**WORK INSTRUCTION**
Reproduce the records exactly.

**DATASET EXCERPTS**
#####
//! HV crate: sub-second monitoring of every configured channel plus the
//! set-parameter and power commands.
//!
//! Minute-resolution history is not written here: the app samples the
//! latest cached snapshot into the per-board ring buffers once a minute.
//! Storage gets one batch of per-channel rows every `persist_every_polls`.

use async_trait::async_trait;
use chrono::Local;
use std::collections::BTreeMap;
use std::sync::Arc;
use std::time::Duration;
use tracing::{debug, info};

use crate::config::CaenHvConfig;
use crate::control::command::{
    power_word, CommandAction, CommandOutcome, CommandRequest, Scope, Setpoints,
};
use crate::error::{CommandError, DeviceError, DeviceResult};
use crate::hardware::{DeviceKind, HvConnector, HvCrate, ParamValue};
use crate::persistence::record::second_timestamp;
use crate::persistence::{PersistenceItem, RecordKind, Row, SqlValue};
use crate::pollers::runner::command_error;
use crate::pollers::{DevicePoller, PollContext};
use crate::telemetry::reading::{HvChannelReading, HvSnapshot};
use crate::telemetry::DeviceReading;

/// Parameters read for every channel on each poll.
pub const MONITORED_PARAMS: [&str; 6] = ["Pw", "VMon", "IMon", "V0Set", "I0Set", "Status"];

/// Reads the configured HV channels and applies power and setpoint commands.
pub struct HvPoller {
    config: CaenHvConfig,
    slots: Vec<(u16, u16)>,
    connector: Arc<dyn HvConnector>,
    device: Option<Box<dyn HvCrate>>,
    polls_since_persist: u32,
}

impl HvPoller {
    /// Poller for the slots and channels in `config`.
    pub fn new(config: CaenHvConfig, connector: Arc<dyn HvConnector>) -> Self {
        let slots = config.slots();
        Self {
            config,
            slots,
            connector,
            device: None,
            polls_since_persist: 0,
        }
    }

    fn device(&mut self) -> Result<&mut Box<dyn HvCrate>, CommandError> {
        self.device
            .as_mut()
            .ok_or_else(|| CommandError::DeviceUnavailable(DeviceKind::CaenHv.label().to_string()))
    }

    async fn read_slot(
        device: &mut dyn HvCrate,
        slot: u16,
        channels: u16,
    ) -> DeviceResult<Vec<HvChannelReading>> {
        let list: Vec<u16> = (0..channels).collect();
        let mut columns = Vec::with_capacity(MONITORED_PARAMS.len());
        for param in MONITORED_PARAMS {
            let values = device.get_channel_param(slot, &list, param).await?;
            if values.len() != list.len() {
                return Err(DeviceError::Malformed(format!(
                    "{param} on slot {slot}: {} values for {} channels",
                    values.len(),
                    list.len()
                )));
            }
            columns.push(values);
        }
        Ok(list
            .iter()
            .enumerate()
            .map(|(i, &channel)| HvChannelReading {
                slot,
                channel,
                power: columns[0][i].as_i64() != 0,
                vmon: columns[1][i].as_f64(),
                imon: columns[2][i].as_f64(),
                v0set: columns[3][i].as_f64(),
                i0set: columns[4][i].as_f64(),
                status: columns[5][i].as_i64(),
            })
            .collect())
    }
}

fn hv_row(timestamp: chrono::NaiveDateTime, reading: &HvChannelReading) -> Row {
    vec![
        SqlValue::from(timestamp),
        SqlValue::from(reading.slot),
        SqlValue::from(reading.channel),
        SqlValue::from(reading.power),
        SqlValue::from(reading.vmon),
        SqlValue::from(reading.imon),
        SqlValue::from(reading.v0set),
        SqlValue::from(reading.i0set),
        SqlValue::from(reading.status),
    ]
}

fn hv_scope(scope: &Scope) -> Result<(u16, &[u16]), CommandError> {
    match scope {
        Scope::HvChannels { slot, channels } if !channels.is_empty() => Ok((*slot, channels)),
        Scope::HvChannels { .. } => Err(CommandError::InvalidScope(
            "no HV channel selected".to_string(),
        )),
        other => Err(CommandError::InvalidScope(format!("{other} is not an HV scope"))),
    }
}

#[async_trait]
impl DevicePoller for HvPoller {
    fn kind(&self) -> DeviceKind {
        DeviceKind::CaenHv
    }

    fn poll_interval(&self) -> Duration {
        self.config.polling_interval()
    }

    fn is_connected(&self) -> bool {
        self.device.is_some()
    }

    async fn connect(&mut self, _ctx: &PollContext) -> DeviceResult<()> {
        info!(address = %self.config.ip_address, "Connecting to HV crate");
        self.device = Some(self.connector.open().await?);
        Ok(())
    }

    async fn poll_once(&mut self, ctx: &PollContext) -> DeviceResult<()> {
        let device = self.device.as_mut().ok_or(DeviceError::NotConnected)?;
        let timestamp = Local::now();
        let mut snapshot = HvSnapshot::default();
        for &(slot, channels) in &self.slots {
            snapshot
                .channels
                .extend(Self::read_slot(device.as_mut(), slot, channels).await?);
        }

        self.polls_since_persist += 1;
        if self.polls_since_persist >= self.config.persist_every_polls.max(1) {
            self.polls_since_persist = 0;
            let at = second_timestamp(timestamp);
            let rows: Vec<Row> = snapshot.channels.iter().map(|r| hv_row(at, r)).collect();
            if !rows.is_empty() {
                debug!(rows = rows.len(), "HV snapshot queued");
                ctx.persist(PersistenceItem::batch(RecordKind::Hv, rows));
            }
        }

        ctx.publish_raw(DeviceKind::CaenHv, timestamp, DeviceReading::Hv(snapshot));
        Ok(())
    }

    async fn disconnect(&mut self) {
        if self.device.take().is_some() {
            info!("HV crate closed");
        }
    }

    async fn execute(&mut self, request: &CommandRequest) -> Result<CommandOutcome, CommandError> {
        let (slot, channels) = hv_scope(&request.scope)?;
        let device = self.device()?;
        let fail = |e| command_error(DeviceKind::CaenHv, e);
        match &request.action {
            CommandAction::SetParams(params) => {
                for (param, value) in params {
                    device
                        .set_channel_param(slot, channels, param, ParamValue::Float(*value))
                        .await
                        .map_err(fail)?;
                    info!(slot, ?channels, param = %param, value, "HV parameter set");
                }
                Ok(CommandOutcome::new(format!(
                    "Successfully applied parameters to {}.",
                    request.scope
                )))
            }
            CommandAction::SetPower(on) => {
                device
                    .set_channel_param(slot, channels, "Pw", ParamValue::Int(i64::from(*on)))
                    .await
                    .map_err(fail)?;
                info!(slot, ?channels, power = power_word(*on), "HV power set");
                Ok(CommandOutcome::new(format!(
                    "Successfully turned Power {} for {}.",
                    power_word(*on),
                    request.scope
                )))
            }
        }
    }

    async fn fetch_setpoints(&mut self, scope: &Scope) -> Result<Setpoints, CommandError> {
        let (slot, channels) = hv_scope(scope)?;
        let channel = [channels[0]];
        let device = self.device()?;
        let mut values = BTreeMap::new();
        for param in ["V0Set", "I0Set"] {
            let read = device
                .get_channel_param(slot, &channel, param)
                .await
                .map_err(|e| command_error(DeviceKind::CaenHv, e))?;
            let value = read.first().ok_or_else(|| {
                command_error(
                    DeviceKind::CaenHv,
                    DeviceError::Malformed(format!("no {param} returned")),
                )
            })?;
            values.insert(param.to_string(), value.as_f64());
        }
        Ok(Setpoints { values })
    }
}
#####
**YOUR SOLUTION**
//! HV crate: sub-second monitoring of every configured channel plus the
//! set-parameter and power commands.
//!
//! Minute-resolution history is not written here: the app samples the
//! latest cached snapshot into the per-board ring buffers once a minute.
//! Storage gets one batch of per-channel rows every `persist_every_polls`.

use async_trait::async_trait;
use chrono::Local;
use std::collections::BTreeMap;
use std::sync::Arc;
use std::time::Duration;
use tracing::{debug, info};

use crate::config::CaenHvConfig;
use crate::control::command::{
    power_word, CommandAction, CommandOutcome, CommandRequest, Scope, Setpoints,
};
use crate::error::{CommandError, DeviceError, DeviceResult};
use crate::hardware::{DeviceKind, HvConnector, HvCrate, ParamValue};
use crate::persistence::record::second_timestamp;
use crate::persistence::{PersistenceItem, RecordKind, Row, SqlValue};
use crate::pollers::runner::command_error;
use crate::pollers::{DevicePoller, PollContext};
use crate::telemetry::reading::{HvChannelReading, HvSnapshot};
use crate::telemetry::DeviceReading;

/// Parameters read for every channel on each poll.
pub const MONITORED_PARAMS: [&str; 6] = ["Pw", "VMon", "IMon", "V0Set", "I0Set", "Status"];

/// Reads the configured HV channels and applies power and setpoint commands.
pub struct HvPoller {
    config: CaenHvConfig,
    slots: Vec<(u16, u16)>,
    connector: Arc<dyn HvConnector>,
    device: Option<Box<dyn HvCrate>>,
    polls_since_persist: u32,
}

impl HvPoller {
    /// Poller for the slots and channels in `config`.
    pub fn new(config: CaenHvConfig, connector: Arc<dyn HvConnector>) -> Self {
        let slots = config.slots();
        Self {
            config,
            slots,
            connector,
            device: None,
            polls_since_persist: 0,
        }
    }

    fn device(&mut self) -> Result<&mut Box<dyn HvCrate>, CommandError> {
        self.device
            .as_mut()
            .ok_or_else(|| CommandError::DeviceUnavailable(DeviceKind::CaenHv.label().to_string()))
    }

    async fn read_slot(
        device: &mut dyn HvCrate,
        slot: u16,
        channels: u16,
    ) -> DeviceResult<Vec<HvChannelReading>> {
        let list: Vec<u16> = (0..channels).collect();
        let mut columns = Vec::with_capacity(MONITORED_PARAMS.len());
        for param in MONITORED_PARAMS {
            let values = device.get_channel_param(slot, &list, param).await?;
            if values.len() != list.len() {
                return Err(DeviceError::Malformed(format!(
                    "{param} on slot {slot}: {} values for {} channels",
                    values.len(),
                    list.len()
                )));
            }
            columns.push(values);
        }
        Ok(list
            .iter()
            .enumerate()
            .map(|(i, &channel)| HvChannelReading {
                slot,
                channel,
                power: columns[0][i].as_i64() != 0,
                vmon: columns[1][i].as_f64(),
                imon: columns[2][i].as_f64(),
                v0set: columns[3][i].as_f64(),
                i0set: columns[4][i].as_f64(),
                status: columns[5][i].as_i64(),
            })
            .collect())
    }
}

fn hv_row(timestamp: chrono::NaiveDateTime, reading: &HvChannelReading) -> Row {
    vec![
        SqlValue::from(timestamp),
        SqlValue::from(reading.slot),
        SqlValue::from(reading.channel),
        SqlValue::from(reading.power),
        SqlValue::from(reading.vmon),
        SqlValue::from(reading.imon),
        SqlValue::from(reading.v0set),
        SqlValue::from(reading.i0set),
        SqlValue::from(reading.status),
    ]
}

fn hv_scope(scope: &Scope) -> Result<(u16, &[u16]), CommandError> {
    match scope {
        Scope::HvChannels { slot, channels } if !channels.is_empty() => Ok((*slot, channels)),
        Scope::HvChannels { .. } => Err(CommandError::InvalidScope(
            "no HV channel selected".to_string(),
        )),
        other => Err(CommandError::InvalidScope(format!("{other} is not an HV scope"))),
    }
}

#[async_trait]
impl DevicePoller for HvPoller {
    fn kind(&self) -> DeviceKind {
        DeviceKind::CaenHv
    }

    fn poll_interval(&self) -> Duration {
        self.config.polling_interval()
    }

    fn is_connected(&self) -> bool {
        self.device.is_some()
    }

    async fn connect(&mut self, _ctx: &PollContext) -> DeviceResult<()> {
        info!(address = %self.config.ip_address, "Connecting to HV crate");
        self.device = Some(self.connector.open().await?);
        Ok(())
    }

    async fn poll_once(&mut self, ctx: &PollContext) -> DeviceResult<()> {
        let device = self.device.as_mut().ok_or(DeviceError::NotConnected)?;
        let timestamp = Local::now();
        let mut snapshot = HvSnapshot::default();
        for &(slot, channels) in &self.slots {
            snapshot
                .channels
                .extend(Self::read_slot(device.as_mut(), slot, channels).await?);
        }

        self.polls_since_persist += 1;
        if self.polls_since_persist >= self.config.persist_every_polls.max(1) {
            self.polls_since_persist = 0;
            let at = second_timestamp(timestamp);
            let rows: Vec<Row> = snapshot.channels.iter().map(|r| hv_row(at, r)).collect();
            if !rows.is_empty() {
                debug!(rows = rows.len(), "HV snapshot queued");
                ctx.persist(PersistenceItem::batch(RecordKind::Hv, rows));
            }
        }

        ctx.publish_raw(DeviceKind::CaenHv, timestamp, DeviceReading::Hv(snapshot));
        Ok(())
    }

    async fn disconnect(&mut self) {
        if self.device.take().is_some() {
            info!("HV crate closed");
        }
    }

    async fn execute(&mut self, request: &CommandRequest) -> Result<CommandOutcome, CommandError> {
        let (slot, channels) = hv_scope(&request.scope)?;
        let device = self.device()?;
        let fail = |e| command_error(DeviceKind::CaenHv, e);
        match &request.action {
            CommandAction::SetParams(params) => {
                for (param, value) in params {
                    device
                        .set_channel_param(slot, channels, param, ParamValue::Float(*value))
                        .await
                        .map_err(fail)?;
                    info!(slot, ?channels, param = %param, value, "HV parameter set");
                }
                Ok(CommandOutcome::new(format!(
                    "Successfully applied parameters to {}.",
                    request.scope
                )))
            }
            CommandAction::SetPower(on) => {
                device
                    .set_channel_param(slot, channels, "Pw", ParamValue::Int(i64::from(*on)))
                    .await
                    .map_err(fail)?;
                info!(slot, ?channels, power = power_word(*on), "HV power set");
                Ok(CommandOutcome::new(format!(
                    "Successfully turned Power {} for {}.",
                    power_word(*on),
                    request.scope
                )))
            }
        }
    }

    async fn fetch_setpoints(&mut self, scope: &Scope) -> Result<Setpoints, CommandError> {
        let (slot, channels) = hv_scope(scope)?;
        let channel = [channels[0]];
        let device = self.device()?;
        let mut values = BTreeMap::new();
        for param in ["V0Set", "I0Set"] {
            let read = device
                .get_channel_param(slot, &channel, param)
                .await
                .map_err(|e| command_error(DeviceKind::CaenHv, e))?;
            let value = read.first().ok_or_else(|| {
                command_error(
                    DeviceKind::CaenHv,
                    DeviceError::Malformed(format!("no {param} returned")),
                )
            })?;
            values.insert(param.to_string(), value.as_f64());
        }
        Ok(Setpoints { values })
    }
}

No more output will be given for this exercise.